>>>
use std::collections::BTreeMap;

use serde::{Deserialize, Serialize};
use time::OffsetDateTime;

pub const DEFAULT_MIME_TYPE: &str = "text/plain";

/// A stored document as every index and the content store see it.
#[derive(Debug, Clone, PartialEq, Serialize, Deserialize)]
#[serde(rename_all = "camelCase")]
pub struct Record {
	pub id: String,
	#[serde(default, skip_serializing_if = "Option::is_none")]
	pub title: Option<String>,
	#[serde(default, skip_serializing_if = "Option::is_none")]
	pub description: Option<String>,
	pub content: String,
	#[serde(default = "default_mime_type")]
	pub mime_type: String,
	#[serde(default)]
	pub tags: Vec<String>,
	#[serde(default)]
	pub metadata: BTreeMap<String, String>,
	#[serde(with = "crate::time_serde")]
	pub created_at: OffsetDateTime,
}
impl Record {
	pub fn new(id: impl Into<String>, content: impl Into<String>) -> Self {
		Self {
			id: id.into(),
			title: None,
			description: None,
			content: content.into(),
			mime_type: default_mime_type(),
			tags: Vec::new(),
			metadata: BTreeMap::new(),
			created_at: OffsetDateTime::now_utc(),
		}
	}

	/// Text handed to embedding generators: title, description and content, one per line.
	pub fn embedding_text(&self) -> String {
		[self.title.as_deref(), self.description.as_deref(), Some(self.content.as_str())]
			.into_iter()
			.flatten()
			.map(str::trim)
			.filter(|part| !part.is_empty())
			.collect::<Vec<_>>()
			.join("\n")
	}
}

fn default_mime_type() -> String {
	DEFAULT_MIME_TYPE.to_string()
}

#[cfg(test)]
mod tests {
	use super::*;

	#[test]
	fn deserializes_with_defaults() {
		let record: Record = serde_json::from_value(serde_json::json!({
			"id": "doc-1",
			"content": "hello",
			"createdAt": "2024-05-01T10:00:00Z"
		}))
		.expect("Failed to parse record.");

		assert_eq!(record.mime_type, DEFAULT_MIME_TYPE);
		assert!(record.tags.is_empty());
		assert!(record.title.is_none());
	}

	#[test]
	fn embedding_text_skips_missing_parts() {
		let mut record = Record::new("doc-1", "body");

		record.description = Some("  ".to_string());
		record.title = Some("Title".to_string());

		assert_eq!(record.embedding_text(), "Title\nbody");
	}
}
pub type Result<T, E = Error> = std::result::Result<T, E>;

#[derive(Debug, thiserror::Error)]
pub enum Error {
	#[error("Failed to read config file at {path:?}.")]
	ReadConfig { path: std::path::PathBuf, source: std::io::Error },
	#[error("Failed to parse config file at {path:?}.")]
	ParseConfig { path: std::path::PathBuf, source: toml::de::Error },
	#[error("Failed to parse JSON config file at {path:?}.")]
	ParseJsonConfig { path: std::path::PathBuf, source: serde_json::Error },
	#[error("{message}")]
	Validation { message: String },
}
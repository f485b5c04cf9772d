use std::sync::Arc;

use km_config::CacheMode;
use km_providers::EmbeddingGenerator;
use km_storage::{CachedEmbeddingGenerator, ContentStore, EmbeddingCache, Error, SqliteFtsIndex};
use km_testkit::{HashEmbedding, TestDir};

#[tokio::test]
async fn stemming_matches_inflected_forms() {
	let dir = TestDir::new().expect("Failed to create test dir.");
	let index = SqliteFtsIndex::new(dir.path("fts.db"), true);
	let docs = [
		km_testkit::record("d1", "Unit test", "A small test of the parser.", 1),
		km_testkit::record("d2", "", "We are testing the tokenizer.", 2),
		km_testkit::record("d3", "", "All tests passed yesterday.", 3),
		km_testkit::record("d4", "", "Nothing relevant here.", 4),
	];

	for doc in &docs {
		index.index(doc).await.expect("Failed to index doc.");
	}

	for query in ["\"testing\"", "\"tested\""] {
		let mut ids: Vec<_> = index
			.search(query, 10)
			.await
			.expect("Failed to search.")
			.into_iter()
			.map(|m| m.content_id)
			.collect();

		ids.sort();

		assert_eq!(ids, vec!["d1", "d2", "d3"], "query {query}");
	}

	let matches = index.search("\"tests\"", 10).await.expect("Failed to search.");
	let d2 = matches.iter().find(|m| m.content_id == "d2").expect("Missing d2.");

	assert_eq!(d2.matched_terms, vec!["testing".to_string()]);
	assert!(matches.iter().all(|m| m.score > 0.0));

	index.close().await;
}

#[tokio::test]
async fn without_stemming_only_exact_tokens_match() {
	let dir = TestDir::new().expect("Failed to create test dir.");
	let index = SqliteFtsIndex::new(dir.path("fts.db"), false);

	index
		.index(&km_testkit::record("d1", "", "We are testing the tokenizer.", 1))
		.await
		.expect("Failed to index doc.");

	assert!(index.search("\"test\"", 10).await.expect("Failed to search.").is_empty());
	assert_eq!(index.search("\"testing\"", 10).await.expect("Failed to search.").len(), 1);

	index.close().await;
}

#[tokio::test]
async fn fts_upsert_replaces_previous_text() {
	let dir = TestDir::new().expect("Failed to create test dir.");
	let index = SqliteFtsIndex::new(dir.path("fts.db"), true);

	index
		.index(&km_testkit::record("d1", "", "apples and pears", 1))
		.await
		.expect("Failed to index doc.");
	index
		.index(&km_testkit::record("d1", "", "oranges only", 1))
		.await
		.expect("Failed to re-index doc.");

	assert_eq!(index.count().await.expect("Failed to count."), 1);
	assert!(index.search("\"apples\"", 10).await.expect("Failed to search.").is_empty());
	assert_eq!(index.list(10).await.expect("Failed to list."), vec!["d1".to_string()]);

	index.remove("d1").await.expect("Failed to remove.");

	assert_eq!(index.count().await.expect("Failed to count."), 0);

	index.close().await;
}

#[tokio::test]
async fn content_store_round_trips_records() {
	let dir = TestDir::new().expect("Failed to create test dir.");
	let store = ContentStore::new(dir.path("content.db"));
	let mut record = km_testkit::record("d1", "Title", "Body text", 1_700_000_000);

	record.tags = vec!["alpha".to_string(), "beta".to_string()];
	record.metadata.insert("author".to_string(), "kim".to_string());

	store.upsert(&record).await.expect("Failed to upsert.");

	assert_eq!(store.get("d1").await.expect("Failed to get."), Some(record.clone()));

	record.content = "Updated body".to_string();

	store.upsert(&record).await.expect("Failed to update.");

	assert_eq!(store.count().await.expect("Failed to count."), 1);

	let rows = store
		.get_many(&["d1".to_string(), "missing".to_string()])
		.await
		.expect("Failed to get many.");

	assert_eq!(rows.len(), 1);
	assert_eq!(rows["d1"].content, "Updated body");
	assert!(store.delete("d1").await.expect("Failed to delete."));
	assert!(!store.delete("d1").await.expect("Failed to delete twice."));
	assert_eq!(store.get("d1").await.expect("Failed to get."), None);

	store.close().await;

	let err = store.get("d1").await.expect_err("Expected closed store to fail.");

	assert!(matches!(err, Error::Disposed { .. }), "{err}");
}

#[tokio::test]
async fn content_store_rejects_blank_ids() {
	let dir = TestDir::new().expect("Failed to create test dir.");
	let store = ContentStore::new(dir.path("content.db"));
	let err = store
		.upsert(&km_testkit::record(" ", "", "Body", 1))
		.await
		.expect_err("Expected blank id to fail.");

	assert!(matches!(err, Error::InvalidArgument(_)), "{err}");

	store.close().await;
}

#[tokio::test]
async fn cache_hit_skips_generation_in_read_write_mode() {
	let dir = TestDir::new().expect("Failed to create test dir.");
	let inner = Arc::new(HashEmbedding::new(16));
	let cache = Arc::new(EmbeddingCache::new(dir.path("cache.db"), CacheMode::ReadWrite));
	let cached = CachedEmbeddingGenerator::new(inner.clone(), cache.clone());
	let first = cached.generate("same text").await.expect("Failed to generate.");
	let second = cached.generate("same text").await.expect("Failed to generate.");

	assert_eq!(first, second);
	assert_eq!(inner.calls(), 1);
	assert_eq!(cache.count().await.expect("Failed to count."), 1);

	cache.close().await;
}

#[tokio::test]
async fn read_only_cache_never_writes() {
	let dir = TestDir::new().expect("Failed to create test dir.");
	let inner = Arc::new(HashEmbedding::new(16));
	let cache = Arc::new(EmbeddingCache::new(dir.path("cache.db"), CacheMode::ReadOnly));
	let cached = CachedEmbeddingGenerator::new(inner.clone(), cache.clone());

	cached.generate("text").await.expect("Failed to generate.");
	cached.generate("text").await.expect("Failed to generate.");

	assert_eq!(inner.calls(), 2);
	assert_eq!(cache.count().await.expect("Failed to count."), 0);

	cache.close().await;
}

#[tokio::test]
async fn write_only_cache_always_regenerates() {
	let dir = TestDir::new().expect("Failed to create test dir.");
	let inner = Arc::new(HashEmbedding::new(16));
	let cache = Arc::new(EmbeddingCache::new(dir.path("cache.db"), CacheMode::WriteOnly));
	let cached = CachedEmbeddingGenerator::new(inner.clone(), cache.clone());

	cached.generate("text").await.expect("Failed to generate.");
	cached.generate("text").await.expect("Failed to generate.");

	assert_eq!(inner.calls(), 2);
	assert_eq!(cache.count().await.expect("Failed to count."), 1);

	cache.close().await;
}

#[test]
fn cache_keys_depend_on_model_and_dimensions() {
	let base = EmbeddingCache::key("ollama", "nomic", 768, "text");

	assert_eq!(base, EmbeddingCache::key("ollama", "nomic", 768, "text"));
	assert_ne!(base, EmbeddingCache::key("ollama", "nomic", 384, "text"));
	assert_ne!(base, EmbeddingCache::key("ollama", "other", 768, "text"));
}
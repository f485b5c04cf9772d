pub mod query;
pub mod record;
pub mod text;
pub mod time_serde;
pub mod vector;

mod error;

pub use error::{Error, Result};
pub use record::Record;
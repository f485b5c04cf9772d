pub type Result<T, E = Error> = std::result::Result<T, E>;

#[derive(Debug, thiserror::Error)]
pub enum Error {
	#[error(transparent)]
	Reqwest(#[from] reqwest::Error),
	#[error(transparent)]
	SerdeJson(#[from] serde_json::Error),
	#[error(transparent)]
	InvalidHeaderValue(#[from] reqwest::header::InvalidHeaderValue),
	#[error("{message}")]
	InvalidConfig { message: String },
	#[error("{message}")]
	InvalidResponse { message: String },
	#[error("{message}")]
	Generation { message: String },
}
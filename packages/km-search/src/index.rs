//! [`SearchIndex`] adapters over the SQLite stores.

use std::sync::Arc;

use km_domain::{Record, text};
use km_providers::{BoxFuture, EmbeddingGenerator};
use km_storage::{SqliteFtsIndex, SqliteVectorIndex};

use crate::{IndexKind, IndexMatch, IndexQuery, Result, SearchIndex};

/// BM25 full-text index. Scores are scaled by the best score of each result set.
pub struct FtsSearchIndex {
	id: String,
	store: SqliteFtsIndex,
}
impl FtsSearchIndex {
	pub fn new(id: impl Into<String>, store: SqliteFtsIndex) -> Self {
		Self { id: id.into(), store }
	}

	pub fn from_config(cfg: &km_config::SqliteFtsIndex) -> Self {
		Self::new(&cfg.id, SqliteFtsIndex::from_config(cfg))
	}

	pub fn store(&self) -> &SqliteFtsIndex {
		&self.store
	}

	async fn run(&self, query: &IndexQuery) -> Result<Vec<IndexMatch>> {
		let Some(expression) = query.fts_expression.as_deref() else {
			let ids = self.store.list(query.limit).await?;

			return Ok(ids
				.into_iter()
				.map(|record_id| IndexMatch { record_id, relevance: 1.0, matched_terms: Vec::new() })
				.collect());
		};
		let matches = self.store.search(expression, query.limit).await?;
		let top = matches.iter().map(|m| m.score).fold(f32::NEG_INFINITY, f32::max);

		Ok(matches
			.into_iter()
			.map(|m| IndexMatch {
				record_id: m.content_id,
				relevance: scale_bm25(m.score, top),
				matched_terms: m.matched_terms,
			})
			.collect())
	}
}
impl SearchIndex for FtsSearchIndex {
	fn id(&self) -> &str {
		&self.id
	}

	fn kind(&self) -> IndexKind {
		IndexKind::FullText
	}

	fn search<'a>(&'a self, query: &'a IndexQuery) -> BoxFuture<'a, Result<Vec<IndexMatch>>> {
		Box::pin(self.run(query))
	}

	fn index<'a>(&'a self, record: &'a Record) -> BoxFuture<'a, Result<()>> {
		Box::pin(async move { Ok(self.store.index(record).await?) })
	}

	fn remove<'a>(&'a self, record_id: &'a str) -> BoxFuture<'a, Result<()>> {
		Box::pin(async move { Ok(self.store.remove(record_id).await?) })
	}

	fn flush(&self) -> BoxFuture<'_, Result<()>> {
		Box::pin(async move { Ok(self.store.flush().await?) })
	}

	fn close(&self) -> BoxFuture<'_, ()> {
		Box::pin(self.store.close())
	}
}

/// Embedding index ranked by cosine similarity, clamped to `[0, 1]`.
pub struct VectorSearchIndex {
	id: String,
	store: SqliteVectorIndex,
}
impl VectorSearchIndex {
	pub fn new(id: impl Into<String>, store: SqliteVectorIndex) -> Self {
		Self { id: id.into(), store }
	}

	pub fn from_config(
		cfg: &km_config::SqliteVectorIndex,
		generator: Arc<dyn EmbeddingGenerator>,
	) -> Self {
		Self::new(&cfg.id, SqliteVectorIndex::from_config(cfg, generator))
	}

	pub fn store(&self) -> &SqliteVectorIndex {
		&self.store
	}

	async fn run(&self, query: &IndexQuery) -> Result<Vec<IndexMatch>> {
		// Nothing to embed for filter-only queries.
		if query.text.trim().is_empty() {
			return Ok(Vec::new());
		}

		let matches = self.store.search(&query.text, query.limit).await?;
		let terms = text::tokenize(&query.text);

		Ok(matches
			.into_iter()
			.map(|m| IndexMatch {
				record_id: m.content_id,
				relevance: m.score.clamp(0.0, 1.0),
				matched_terms: terms.clone(),
			})
			.collect())
	}
}
impl SearchIndex for VectorSearchIndex {
	fn id(&self) -> &str {
		&self.id
	}

	fn kind(&self) -> IndexKind {
		IndexKind::Vector
	}

	fn search<'a>(&'a self, query: &'a IndexQuery) -> BoxFuture<'a, Result<Vec<IndexMatch>>> {
		Box::pin(self.run(query))
	}

	fn index<'a>(&'a self, record: &'a Record) -> BoxFuture<'a, Result<()>> {
		Box::pin(async move { Ok(self.store.index(&record.id, &record.embedding_text()).await?) })
	}

	fn remove<'a>(&'a self, record_id: &'a str) -> BoxFuture<'a, Result<()>> {
		Box::pin(async move { Ok(self.store.remove(record_id).await?) })
	}

	fn flush(&self) -> BoxFuture<'_, Result<()>> {
		Box::pin(async move { Ok(self.store.flush().await?) })
	}

	fn close(&self) -> BoxFuture<'_, ()> {
		Box::pin(self.store.close())
	}
}

fn scale_bm25(score: f32, top: f32) -> f32 {
	if !top.is_finite() || top <= 0.0 {
		return 1.0;
	}

	(score / top).clamp(0.0, 1.0)
}
use std::collections::HashSet;

use unicode_segmentation::UnicodeSegmentation;

/// Lowercased unique words of `text` in first-seen order. Single-character words are dropped.
pub fn tokenize(text: &str) -> Vec<String> {
	let mut seen = HashSet::new();
	let mut out = Vec::new();

	for word in text.unicode_words() {
		if word.chars().count() < 2 {
			continue;
		}

		let lowered = word.to_lowercase();

		if seen.insert(lowered.clone()) {
			out.push(lowered);
		}
	}

	out
}

/// Byte offset and text of every word in `text`.
pub fn word_spans(text: &str) -> Vec<(usize, &str)> {
	text.unicode_word_indices().collect()
}

#[cfg(test)]
mod tests {
	use super::*;

	#[test]
	fn tokenize_lowercases_and_dedupes() {
		assert_eq!(tokenize("Rust, rust and RUST a b"), vec!["rust".to_string(), "and".to_string()]);
	}

	#[test]
	fn word_spans_report_byte_offsets() {
		let spans = word_spans("héllo world");

		assert_eq!(spans, vec![(0, "héllo"), (7, "world")]);
	}
}
pub type Result<T, E = Error> = std::result::Result<T, E>;

#[derive(Debug, thiserror::Error)]
pub enum Error {
	#[error(transparent)]
	Io(#[from] std::io::Error),
}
<<<
Task to carry out -
When the line with "to read config" is reached in the data above, start copying there, and copy each line exactly until the line with "std::path::PathBuf, source: toml::de::Error" has been copied; copy nothing else.

Your solution -
	#[error("Failed to read config file at {path:?}.")]
	ReadConfig { path: std::path::PathBuf, source: std::io::Error },
	#[error("Failed to parse config file at {path:?}.")]
	ParseConfig { path: std::path::PathBuf, source: toml::de::Error },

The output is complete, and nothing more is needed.